Although Twitch has implemented some restrictions with regard to games of chance on their platform, this hasn’t stopped a few innovative individuals from creating ways to make it more fun for everybody involved.
In recent years, users have shifted from watching people place bets, to placing bets of their own in the chat, and the sim-racing genre’s premier title, iRacing, has become a popular Esport for this new activity.
But how do they do it without getting banned, how can you get a piece of the action, and what does this untapped opportunity mean for other betting operators?
iRacing – The Sim Racing Cradle
If you’re going to bet on something, for the sake of your better chances, you should probably understand how what you are betting on works and what it is. While iRacing has been around since 2008, its core features and game mechanics haven’t really changed all that much.
This enthusiast-level sim racing game puts you behind the wheel of officially licensed sports cars that mimic their real-world counterparts as closely as possible as you race around laser-scanned tracks worldwide. Things like tire wear, traction level, tarmac abrasion, and vehicle damage are accurately simulated as you push your way through for first place against other equally (if you’re lucky) skilled players.
Our team here at TekTick often participates in different racing events across their platform, being a part of roughly 200 to 300,000 race starts every week.

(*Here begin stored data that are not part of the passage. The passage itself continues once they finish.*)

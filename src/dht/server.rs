use std::collections::HashMap;
use std::net::{Ipv4Addr, SocketAddr, SocketAddrV4};
use std::panic::AssertUnwindSafe;
use std::sync::atomic::{AtomicU64, Ordering};
use std::sync::Arc;
use std::time::{Duration, Instant};

use bytes::Bytes;
use parking_lot::{Mutex, RwLock};
use rand::Rng as _;
use tokio::net::UdpSocket;
use tokio::sync::{mpsc, watch};
use tokio::task::JoinHandle;
use tokio::time::{timeout, MissedTickBehavior};
use tracing::{debug, info, warn};

use crate::bencode::{decode, encode, Value};

use super::error::DhtError;
use super::message::{self, DhtMessage, DhtQuery};
use super::node::{Node, NodeId};
use super::routing::{RoutingTable, K};

const MAINTENANCE_INTERVAL: Duration = Duration::from_secs(60);
const NODE_MAX_AGE: Duration = Duration::from_secs(15 * 60);
const BUCKET_IDLE: Duration = Duration::from_secs(15 * 60);
const PENDING_QUERY_TIMEOUT: Duration = Duration::from_secs(30);
const BLOCKED_IP_TTL: Duration = Duration::from_secs(24 * 60 * 60);
const MAX_BLOCKED_IPS: usize = 1000;
const MAX_DATAGRAM: usize = 1472;
const RECV_BUFFER_LEN: usize = 65536;
const BIND_ATTEMPTS: usize = 8;
const SEND_QUEUE_LEN: usize = 1024;
const TOKEN_LEN: usize = 8;
const SHUTDOWN_GRACE: Duration = Duration::from_secs(3);

/// Well-known entry points into the DHT overlay.
pub const BOOTSTRAP_NODES: &[&str] = &[
    "router.bittorrent.com:6881",
    "router.utorrent.com:6881",
    "dht.transmissionbt.com:6881",
];

/// A point-in-time snapshot of node activity.
///
/// The message counters are reset to zero by the [`DhtNode::stats`] call
/// that produced the snapshot.
#[derive(Debug, Clone, Copy)]
pub struct Stats {
    pub active_nodes: usize,
    pub incoming: u64,
    pub outgoing: u64,
}

/// A query we sent and have not yet seen answered.
struct PendingQuery {
    query_name: String,
    issued_at: Instant,
    destination: SocketAddrV4,
}

#[derive(Debug, Clone, Copy, PartialEq, Eq)]
enum State {
    Created,
    Running,
    Stopped,
}

type MessageHandler = Arc<dyn Fn(&Value, &Node) + Send + Sync>;
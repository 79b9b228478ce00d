//! BitTorrent Mainline DHT node ([BEP-5]).
//!
//! This module implements a minimal participant in the Kademlia-based DHT
//! used by BitTorrent. The node answers `ping`, `find_node`, `get_peers`,
//! and `announce_peer` queries from other nodes, keeps a routing table of
//! contacts ordered by XOR distance, and refreshes that table in the
//! background. It does not track announced peers; its value is protocol
//! conformance and routing-table hygiene.
//!
//! # Getting started
//!
//! ```no_run
//! use std::sync::Arc;
//! use dht_node::DhtNode;
//!
//! # async fn example() -> Result<(), Box<dyn std::error::Error>> {
//! let node = Arc::new(DhtNode::new(None, None)?);
//! node.start().await?;
//!
//! // Observe every incoming message.
//! node.add_message_handler(|message, sender| {
//!     println!("{} sent {:?}", sender.addr, message.get_str(b"y"));
//! });
//!
//! // ... later
//! node.stop().await;
//! # Ok(())
//! # }
//! ```
//!
//! # Architecture
//!
//! - [`DhtNode`] — the runtime: one UDP socket shared by a receive task,
//!   a maintenance task, and a send task
//! - [`RoutingTable`] — splitting k-buckets over the 160-bit keyspace
//! - [`NodeId`] — 160-bit node identifier with the XOR metric
//! - [`Node`] — a known remote contact (ID + IPv4 address + last-seen time)
//! - [`DhtMessage`] — parsed view of an incoming bencoded message
//!
//! Incoming datagrams flow through bencode decoding, message parsing, the
//! routing table, and the user handler chain; queries additionally produce
//! a BEP-5 reply. Outgoing messages — user-supplied or maintenance-created —
//! are queued to the send task and counted when they hit the wire.
//!
//! [BEP-5]: http://bittorrent.org/beps/bep_0005.html

mod error;
mod message;
mod node;
mod routing;
mod server;

pub use error::DhtError;
pub use message::{
    find_node_query, ping_query, transaction_id, DhtMessage, DhtQuery,
};
pub use node::{Node, NodeId};
pub use routing::RoutingTable;
pub use server::{DhtNode, Stats, BOOTSTRAP_NODES};
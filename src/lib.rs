//! dht-node - a minimal BitTorrent Mainline DHT node
//!
//! This library implements the core of a DHT participant following BEP
//! (BitTorrent Enhancement Proposals) specifications: it answers queries
//! from other nodes, maintains a Kademlia routing table, and lets user
//! code observe and inject DHT traffic.
//!
//! # Modules
//!
//! - [`bencode`] - BEP-3 Bencode encoding/decoding
//! - [`dht`] - BEP-5 node runtime, routing table, and wire protocol

pub mod bencode;
pub mod dht;

pub use bencode::{decode, encode, BencodeError, Value};
pub use dht::{DhtError, DhtMessage, DhtNode, DhtQuery, Node, NodeId, RoutingTable, Stats};
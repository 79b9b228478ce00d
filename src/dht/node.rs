use std::fmt;
use std::net::{Ipv4Addr, SocketAddrV4};
use std::time::{Duration, Instant};

use rand::Rng as _;

use super::error::DhtError;

/// Length of the compact node representation: 20-byte ID, 4-byte IPv4
/// address, 2-byte big-endian port.
pub(crate) const COMPACT_NODE_LEN: usize = 26;

/// A node unheard from for longer than this is questionable and gets
/// pinged by maintenance.
const QUESTIONABLE_AFTER: Duration = Duration::from_secs(5 * 60);

/// A 160-bit DHT node identifier.
///
/// The wire form is 20 raw bytes; the textual form is 40 lowercase hex
/// characters. Distance between identifiers is the XOR metric of BEP-5.
#[derive(Clone, Copy, PartialEq, Eq, Hash)]
pub struct NodeId(pub [u8; 20]);

impl NodeId {
    /// Generates a fresh random identifier.
    pub fn generate() -> Self {
        let mut id = [0u8; 20];
        rand::rng().fill(&mut id);
        Self(id)
    }

    /// Builds an identifier from exactly 20 raw bytes.
    pub fn from_bytes(bytes: &[u8]) -> Result<Self, DhtError> {
        if bytes.len() != 20 {
            return Err(DhtError::InvalidNodeId);
        }
        let mut id = [0u8; 20];
        id.copy_from_slice(bytes);
        Ok(Self(id))
    }

    /// Parses an identifier from its 40-hex-character textual form.
    pub fn from_hex(hex: &str) -> Result<Self, DhtError> {
        if hex.len() != 40 || !hex.bytes().all(|b| b.is_ascii_hexdigit()) {
            return Err(DhtError::InvalidNodeId);
        }

        let mut id = [0u8; 20];
        for (i, byte) in id.iter_mut().enumerate() {
            *byte = u8::from_str_radix(&hex[i * 2..i * 2 + 2], 16)
                .map_err(|_| DhtError::InvalidNodeId)?;
        }
        Ok(Self(id))
    }

    pub fn as_bytes(&self) -> &[u8; 20] {
        &self.0
    }

    /// XOR distance to another identifier, as a big-endian 160-bit value.
    pub fn distance(&self, other: &NodeId) -> [u8; 20] {
        let mut dist = [0u8; 20];
        for (i, d) in dist.iter_mut().enumerate() {
            *d = self.0[i] ^ other.0[i];
        }
        dist
    }

    /// The i-th bit of the identifier, most significant first.
    pub(crate) fn bit(&self, index: usize) -> bool {
        (self.0[index / 8] >> (7 - index % 8)) & 1 == 1
    }
}

impl fmt::Debug for NodeId {
    fn fmt(&self, f: &mut fmt::Formatter<'_>) -> fmt::Result {
        write!(f, "NodeId({:02x}{:02x}..)", self.0[0], self.0[1])
    }
}

impl fmt::Display for NodeId {
    fn fmt(&self, f: &mut fmt::Formatter<'_>) -> fmt::Result {
        for byte in &self.0 {
            write!(f, "{:02x}", byte)?;
        }
        Ok(())
    }
}

/// A known remote DHT node.
///
/// Two nodes are equal iff their IDs are equal; the address and last-seen
/// time are observational metadata.
#[derive(Debug, Clone)]
pub struct Node {
    pub id: NodeId,
    pub addr: SocketAddrV4,
    pub last_seen: Instant,
}

impl PartialEq for Node {
    fn eq(&self, other: &Self) -> bool {
        self.id == other.id
    }
}

impl Eq for Node {}

impl Node {
    pub fn new(id: NodeId, addr: SocketAddrV4) -> Self {
        Self {
            id,
            addr,
            last_seen: Instant::now(),
        }
    }

    /// Marks the node as just heard from.
    pub fn touch(&mut self) {
        self.last_seen = Instant::now();
    }

    /// Whether the node looks like a real, reachable contact. Nodes
    /// advertising port 0 or the unspecified address are dropped and their
    /// sender blocked.
    pub fn is_valid(&self) -> bool {
        self.addr.port() != 0 && *self.addr.ip() != Ipv4Addr::UNSPECIFIED
    }

    /// Whether the node has been silent long enough to warrant a ping.
    pub fn is_questionable(&self, now: Instant) -> bool {
        now.saturating_duration_since(self.last_seen) > QUESTIONABLE_AFTER
    }

    /// Parses one 26-byte compact node entry.
    pub fn from_compact(data: &[u8]) -> Option<Self> {
        if data.len() != COMPACT_NODE_LEN {
            return None;
        }

        let id = NodeId::from_bytes(&data[..20]).ok()?;
        let ip = Ipv4Addr::new(data[20], data[21], data[22], data[23]);
        let port = u16::from_be_bytes([data[24], data[25]]);

        Some(Self::new(id, SocketAddrV4::new(ip, port)))
    }

    /// Encodes the node as its 26-byte compact entry.
    pub fn to_compact(&self) -> [u8; COMPACT_NODE_LEN] {
        let mut compact = [0u8; COMPACT_NODE_LEN];
        compact[..20].copy_from_slice(&self.id.0);
        compact[20..24].copy_from_slice(&self.addr.ip().octets());
        compact[24..26].copy_from_slice(&self.addr.port().to_be_bytes());
        compact
    }
}
use thiserror::Error;

/// Errors that can occur while decoding bencode data.
///
/// # Examples
///
/// ```
/// use dht_node::bencode::{decode, BencodeError};
///
/// assert!(matches!(decode(b"i42"), Err(BencodeError::UnexpectedEof)));
/// assert!(matches!(decode(b"i007e"), Err(BencodeError::InvalidInteger(_))));
/// assert!(matches!(decode(b"i42eextra"), Err(BencodeError::TrailingData)));
/// ```
#[derive(Debug, Error)]
pub enum BencodeError {
    /// Input ended before a complete value was parsed.
    #[error("unexpected end of input")]
    UnexpectedEof,

    /// Integer is malformed: empty, signed with `+`, leading zeros, or `-0`.
    #[error("invalid integer: {0}")]
    InvalidInteger(String),

    /// Byte string length prefix is not a canonical decimal number.
    #[error("invalid string length")]
    InvalidStringLength,

    /// Encountered a byte that does not start any bencode value.
    #[error("unexpected character: {0}")]
    UnexpectedChar(char),

    /// Dictionary keys are not in strictly ascending byte order.
    #[error("dictionary keys not in ascending order")]
    UnsortedKeys,

    /// Extra data exists after the top-level value.
    #[error("trailing data after value")]
    TrailingData,

    /// Recursion limit (64 levels) exceeded.
    #[error("nesting too deep")]
    NestingTooDeep,
}
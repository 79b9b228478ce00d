use std::collections::BTreeMap;

use bytes::Bytes;

use super::error::BencodeError;
use super::value::Value;

const MAX_DEPTH: usize = 64;

/// Decodes a single bencode value from a byte slice.
///
/// The input must contain exactly one complete value with no trailing data.
/// Decoding is strict: integers with a `+` sign, leading zeros, or `-0`,
/// length prefixes with leading zeros, and dictionaries whose keys are not
/// in strictly ascending byte order are all rejected rather than silently
/// normalized.
///
/// # Errors
///
/// Returns an error if:
/// - the input is empty or truncated ([`BencodeError::UnexpectedEof`])
/// - the input contains invalid bencode syntax
/// - dictionary keys are out of order or duplicated ([`BencodeError::UnsortedKeys`])
/// - the nesting depth exceeds 64 levels ([`BencodeError::NestingTooDeep`])
/// - there is data after the value ([`BencodeError::TrailingData`])
///
/// # Examples
///
/// ```
/// use dht_node::bencode::decode;
///
/// let int = decode(b"i42e").unwrap();
/// assert_eq!(int.as_integer(), Some(42));
///
/// let string = decode(b"5:hello").unwrap();
/// assert_eq!(string.as_str(), Some("hello"));
///
/// let dict = decode(b"d3:agei30e4:name5:Alicee").unwrap();
/// assert_eq!(dict.get_str(b"name"), Some("Alice"));
/// ```
pub fn decode(data: &[u8]) -> Result<Value, BencodeError> {
    let mut decoder = Decoder { data, pos: 0 };
    let value = decoder.value(0)?;

    if decoder.pos != data.len() {
        return Err(BencodeError::TrailingData);
    }

    Ok(value)
}

struct Decoder<'a> {
    data: &'a [u8],
    pos: usize,
}

impl Decoder<'_> {
    fn peek(&self) -> Result<u8, BencodeError> {
        self.data
            .get(self.pos)
            .copied()
            .ok_or(BencodeError::UnexpectedEof)
    }

    fn bump(&mut self) {
        self.pos += 1;
    }

    fn value(&mut self, depth: usize) -> Result<Value, BencodeError> {
        if depth > MAX_DEPTH {
            return Err(BencodeError::NestingTooDeep);
        }

        match self.peek()? {
            b'i' => self.integer(),
            b'l' => self.list(depth),
            b'd' => self.dict(depth),
            b'0'..=b'9' => Ok(Value::Bytes(self.byte_string()?)),
            c => Err(BencodeError::UnexpectedChar(c as char)),
        }
    }

    fn integer(&mut self) -> Result<Value, BencodeError> {
        self.bump();

        let start = self.pos;
        if self.peek()? == b'-' {
            self.bump();
        }

        while self.peek()? != b'e' {
            if !self.data[self.pos].is_ascii_digit() {
                return Err(BencodeError::InvalidInteger(
                    String::from_utf8_lossy(&self.data[start..=self.pos]).into_owned(),
                ));
            }
            self.bump();
        }

        let digits = &self.data[start..self.pos];
        self.bump();

        let text = std::str::from_utf8(digits)
            .map_err(|_| BencodeError::InvalidInteger("invalid utf8".into()))?;

        if text.is_empty() || text == "-" {
            return Err(BencodeError::InvalidInteger("empty".into()));
        }
        if text.starts_with("-0") || (text.starts_with('0') && text.len() > 1) {
            return Err(BencodeError::InvalidInteger(text.into()));
        }

        let value: i64 = text
            .parse()
            .map_err(|_| BencodeError::InvalidInteger(text.into()))?;

        Ok(Value::Integer(value))
    }

    fn byte_string(&mut self) -> Result<Bytes, BencodeError> {
        let start = self.pos;
        while self.peek()? != b':' {
            if !self.data[self.pos].is_ascii_digit() {
                return Err(BencodeError::InvalidStringLength);
            }
            self.bump();
        }

        let digits = &self.data[start..self.pos];
        self.bump();

        if digits.is_empty() || (digits[0] == b'0' && digits.len() > 1) {
            return Err(BencodeError::InvalidStringLength);
        }

        let len: usize = std::str::from_utf8(digits)
            .ok()
            .and_then(|s| s.parse().ok())
            .ok_or(BencodeError::InvalidStringLength)?;

        let end = self
            .pos
            .checked_add(len)
            .filter(|&end| end <= self.data.len())
            .ok_or(BencodeError::UnexpectedEof)?;

        let bytes = Bytes::copy_from_slice(&self.data[self.pos..end]);
        self.pos = end;

        Ok(bytes)
    }

    fn list(&mut self, depth: usize) -> Result<Value, BencodeError> {
        self.bump();
        let mut list = Vec::new();

        while self.peek()? != b'e' {
            list.push(self.value(depth + 1)?);
        }

        self.bump();
        Ok(Value::List(list))
    }

    fn dict(&mut self, depth: usize) -> Result<Value, BencodeError> {
        self.bump();
        let mut dict = BTreeMap::new();
        let mut last_key: Option<Bytes> = None;

        while self.peek()? != b'e' {
            if !self.data[self.pos].is_ascii_digit() {
                return Err(BencodeError::UnexpectedChar(self.data[self.pos] as char));
            }
            let key = self.byte_string()?;

            // Canonical bencode orders keys strictly ascending; equal keys
            // are duplicates and also rejected.
            if let Some(prev) = &last_key {
                if key <= *prev {
                    return Err(BencodeError::UnsortedKeys);
                }
            }
            last_key = Some(key.clone());

            let value = self.value(depth + 1)?;
            dict.insert(key, value);
        }

        self.bump();
        Ok(Value::Dict(dict))
    }
}
//! Bencode encoding and decoding (BEP-3).
//!
//! Bencode is BitTorrent's canonical encoding for integers, byte strings,
//! lists, and dictionaries. DHT messages (BEP-5) are bencoded dictionaries
//! on the wire.
//!
//! Encoding is canonical: dictionary keys are emitted in ascending byte
//! order, which the [`Value`] representation guarantees by construction.
//! Decoding is strict and rejects anything a canonical encoder would not
//! produce, so `encode(&decode(bytes)?) == bytes` for every accepted input.

mod decode;
mod encode;
mod error;
mod value;

pub use decode::decode;
pub use encode::encode;
pub use error::BencodeError;
pub use value::Value;

#[cfg(test)]
mod tests;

The high level of detail, competitive nature, and balanced mechanics that this sim racing title has made it a huge part of the Esports scene, with several annual tournaments boasting six-figure prize pools each. This is probably what also made it a popular choice for YouTubers and Twitch streamers who want to give their viewers a fair, but just a tad bit more of an exciting viewing experience.
How Does iRacing Betting Work in Twitch Chat?
Now that you understand why iRacing is such an important part of every proper sim racer, let’s move on to how betting on it works in Twitch chat.
At the start of each race, viewers are given the opportunity to bet a certain amount of made-up currency, or points, on a few possible outcomes of the race. For example, the audience can bet on whether the streamer finishes in the first place, finishes in the top 5, if they finish the race at all, or if they crash or are taken out of the race. The exact rules can change depending on who’s streaming, but they tend to follow these general guidelines with an added level of flexibility in terms of other types of bets, upping the ante.
Typing in chat commands like “!bet win 100” or “!bet type amount” in Twitch will allow you to place and lock in your bets. These unique commands for different streamers can usually be found on their About page, while the system lowers the barrier of entry and keeps people throughout the stream.
Streamers Leading This Pack
When it comes to the iRacing side of Twitch, there are a few major streams that offer this extra functionality in their chat, but the biggest and most notable is Matt Malone – a competitive player with multiple tournament wins under his belt. His spiel is that, during the streams, viewers can place a bet only, and if they win that bet, they stand a chance at receiving a $15 iRacing gift card.
Another honorable mentions in this field are Twitch streamers raceitlikekimi and Sampsoid.
Betting on More Prominent Sim Racing Events
The rules present in Twitch betting somewhat carry over to these betting sites, but obviously, extra terms and conditions may apply. Another factor to consider is the limited number of events that are held each year.
Should Betting Game Operators Jump Onboard?
It’s hard to ignore the opportunities this betting system brings to bookmakers and racing fans. The rush of being part of a heated race while also standing a chance at winning something that would allow you to visit that same event next time around is enough to make most people want to participate and incentivize streamers to make this feature available to their audience.
So, why hasn’t anyone capitalized on this rapidly growing market?
Well, it comes down to implementation and regulations, and attempts are being made. SpinFever announced betting possibilities with their streaming service (LiveSpins), but we’re still waiting for the official kick-off date.
The main issue here is Twitch’s new gambling rules, making it difficult for bookmarkers to tap into the larger live sim-racing ecosystem. Creating a similar feature to the one present in Twitch chats betting will be difficult but not impossible.
The only question now is when, not if, everyone will be able to bridge the gap and ripe the rewards of this emerging market as soon as the regulators drop the chequered flag.